Years ago, in our 100+ coder company I kept finding copies of Microsoft's
Developer CDs in CVS. Everything to set up a build machine was in there.

Furthermore, because developers sometimes didn't all have the same build
environments, all of the intermediate builds were also checked in since you
couldn't assume your machine would build exactly the same executable code as
anyone else's machine.

CVS was definitely not built for this, but it worked. And if it works, and a
programmer thinks it solves his problem, it will be used.

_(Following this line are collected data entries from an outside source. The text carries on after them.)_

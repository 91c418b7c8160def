//! Codec and path validation benchmarks.
//!
//! Run with: cargo bench -p pathkit-benches

use criterion::{criterion_group, criterion_main, BenchmarkId, Criterion};
use pathkit_pki::path::{PathValidator, ValidationParameters};
use pathkit_pki::x509::{
    Certificate, CertificateBuilder, DistinguishedName, KeyUsage, Signer, SigningKey,
};
use pathkit_types::HashAlgId;
use pathkit_utils::asn1::{Asn1Value, EncodingRules};
use pathkit_utils::oid::known;
use rand_chacha::rand_core::SeedableRng;
use rand_chacha::ChaCha8Rng;

const NOW: i64 = 1_700_000_000;
const YEAR: i64 = 365 * 86_400;

fn key(seed: u64) -> SigningKey {
    let mut rng = ChaCha8Rng::seed_from_u64(seed);
    SigningKey::generate(&mut rng, 2048, HashAlgId::Sha256).unwrap()
}

fn name(cn: &str) -> DistinguishedName {
    DistinguishedName::new(&[(known::common_name(), cn)]).unwrap()
}

/// Leaf first, root last.
fn chain(len: usize) -> Vec<Certificate> {
    let keys: Vec<SigningKey> = (0..len as u64).map(key).collect();
    let root = CertificateBuilder::self_signed(name("CA 0"), &keys[0], NOW - YEAR, NOW + YEAR)
        .unwrap();
    let mut certs = vec![root];
    for i in 1..len {
        let is_leaf = i == len - 1;
        let subject = if is_leaf { name("Leaf") } else { name(&format!("CA {i}")) };
        let mut builder = CertificateBuilder::new()
            .serial_number(&[i as u8 + 1])
            .issuer(certs[i - 1].subject().clone())
            .subject(subject)
            .validity(NOW - YEAR, NOW + YEAR)
            .subject_public_key(keys[i].public_key_info().unwrap());
        if !is_leaf {
            builder = builder
                .add_basic_constraints(true, None)
                .add_key_usage(KeyUsage::KEY_CERT_SIGN | KeyUsage::CRL_SIGN);
        }
        certs.push(builder.build(&keys[i - 1]).unwrap());
    }
    certs.reverse();
    certs
}

fn bench_codec(c: &mut Criterion) {
    let der = chain(2)[0].to_der().to_vec();
    let mut group = c.benchmark_group("codec");

    group.bench_function("certificate_from_der", |b| {
        b.iter(|| Certificate::from_der(&der).unwrap());
    });
    group.bench_function("value_decode_der", |b| {
        b.iter(|| Asn1Value::decode(&der, EncodingRules::Der).unwrap());
    });
    let value = Asn1Value::from_der(&der).unwrap();
    group.bench_function("value_encode_der", |b| {
        b.iter(|| value.to_der().unwrap());
    });

    group.finish();
}

fn bench_validation(c: &mut Criterion) {
    let mut group = c.benchmark_group("path_validation");

    for len in [2, 3, 5] {
        let path = chain(len);
        let mut params = ValidationParameters::new();
        params
            .add_trusted_cert(path[len - 1].clone())
            .set_validation_time(NOW);
        group.bench_with_input(BenchmarkId::new("validate", len), &path, |b, path| {
            b.iter(|| {
                let result = PathValidator::new(&params).validate(path);
                assert!(result.is_valid());
            });
        });
    }

    group.finish();
}

criterion_group!(benches, bench_codec, bench_validation);
criterion_main!(benches);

I discovered this because we kept getting problems with orphaned CVS locks,
and people complaining of the slow checkins (CVS did the diff on the server,
so upload the slow way over your ADSL line all those giant files that didn't
change.) Which led to the day I typo'd a lock removal command and deleted all
files with "rfl" in their name. Not a common sequence, unless your software
deals with "overfly"s. Hurray for backups!

------
JulianMorrison
Also: .gitignore is fundamentally saner than svn:ignore properties. You can
commit it, or not. You can add to it locally without adding it into your next
commit. You can make it ignore itself. It applies recursively.

------
yellowbkpk
Having just spent the last month converting our operation to Git here at work,
I can tell you the main force in keeping Subversion around are Windows users
who are used to TortoiseSVN. There _still_ is no viable Git UI for Windows (or
any other OS, really -- but Windows is especially immature) and the people who
make decisions a) use Windows and b) "don't have time" to learn git on the
command line.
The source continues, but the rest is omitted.